Chris, feeling negative this Sunday.
Chris, I am encouraged when I hear things like you mentioned about some tools still being made (well) by hand. And more encouraged to hear of companies like Lie-Nielsen that care about employees.
While I share the belief that the production of quality tools needs to continue for the craft to be vital, I think that woodworking will survive not because of the production of tools, but due to the fact that some people have an inate need to work wood. Much like the cooking industry (look at how many cooking shows and websites there are today), woodworking has a dedicated following that will stick with it, even when costs dictate they shouldn’t.
Going back to my cooking example, I’m sure I could buy many things at my local Costco for far cheaper than I could ever make them. But I’d miss out on shopping for the ingredients, the satisfaction I get preparing the food and the enjoyment I get (after waiting through all the processes up to that point) in eating it. In much the same way, woodworkers will always survive, because we get satisfaction and enjoyment out of it. If there are enough of us in the future, which I think there will be, then we’ll become the natural market for those tools. I think if anything, we will dictate the types and quality of those tools by our purchasing power. But I don’t see the general quality tools (like at the big box home stores) changing in the near future, either. Because for as many dedicated woodworkers there are, there are plenty (like me) who are the handymen, who survive in their skills by owning some good quality tools and some cheaper quality ones.
Thanks for the quality editorials and keep up the good work.
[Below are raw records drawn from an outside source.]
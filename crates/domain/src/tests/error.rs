// Copyright (C) 2026 The Workbay Authors
// Use of this source code is governed by an MIT-style
// license that can be found in the LICENSE file or at
// https://opensource.org/licenses/MIT.

use crate::{DomainError, EscalationStatus, JobStatus};

#[test]
fn test_domain_error_display() {
    let err = DomainError::InvalidTransition {
        from: JobStatus::Created,
        to: JobStatus::QcApproved,
        allowed: vec![JobStatus::Diagnosed, JobStatus::Cancelled, JobStatus::OnHold],
    };
    assert_eq!(
        format!("{err}"),
        "Cannot transition job from 'created' to 'qc_approved'. Allowed: diagnosed, cancelled, on_hold"
    );

    let err = DomainError::InvalidTransition {
        from: JobStatus::Delivered,
        to: JobStatus::Created,
        allowed: vec![],
    };
    assert_eq!(
        format!("{err}"),
        "Cannot transition job from 'delivered' to 'created'. Allowed: none"
    );

    let err = DomainError::InsufficientStock {
        variant_id: 7,
        requested: 5,
        available: 3,
    };
    assert_eq!(
        format!("{err}"),
        "Insufficient stock for variant 7: requested 5, available 3"
    );

    let err = DomainError::OverReturn {
        usage_id: 11,
        requested: 4,
        remaining: 2,
    };
    assert_eq!(
        format!("{err}"),
        "Cannot return 4 units on usage 11: only 2 issued"
    );

    let err = DomainError::InvalidQuantity { quantity: 0 };
    assert_eq!(
        format!("{err}"),
        "Invalid quantity: 0. Must be greater than 0"
    );

    let err = DomainError::InvalidCostBasisStrategy(String::from("AVG"));
    assert_eq!(
        format!("{err}"),
        "Invalid cost-basis strategy: 'AVG'. Must be FIFO or LIFO"
    );

    let err = DomainError::InvalidEscalationTransition {
        from: EscalationStatus::Resolved,
        to: EscalationStatus::Active,
    };
    assert_eq!(
        format!("{err}"),
        "Cannot move escalation from 'resolved' to 'active'"
    );

    let err = DomainError::ReservedJobEventType(String::from("status_change"));
    assert_eq!(
        format!("{err}"),
        "Job event type 'status_change' is recorded by the system only"
    );
}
BTW Chris, when will we see you at some West Coast WW events?
Mr. Wenzloff (whose saws are things to behold), speaks the truth when he says that you are a lucky man. Indeed Chris you are a lucky man. But then all of us who are reading this are more the luckier still, because we get the benefit of your experience to see and hear what most of us mortals would miss otherwise. I for one am greatefull.
So thank you Chris for allowing me to live vicariously through your eyes.
All the best,
Michael Rogen
Lucky man, Chris!
It would be not only great to follow TLN’s footsteps for a day, but to be present while you are working there on a video would be icing on the cake.
Ah, one of these days I’ll make it to the right half of the country.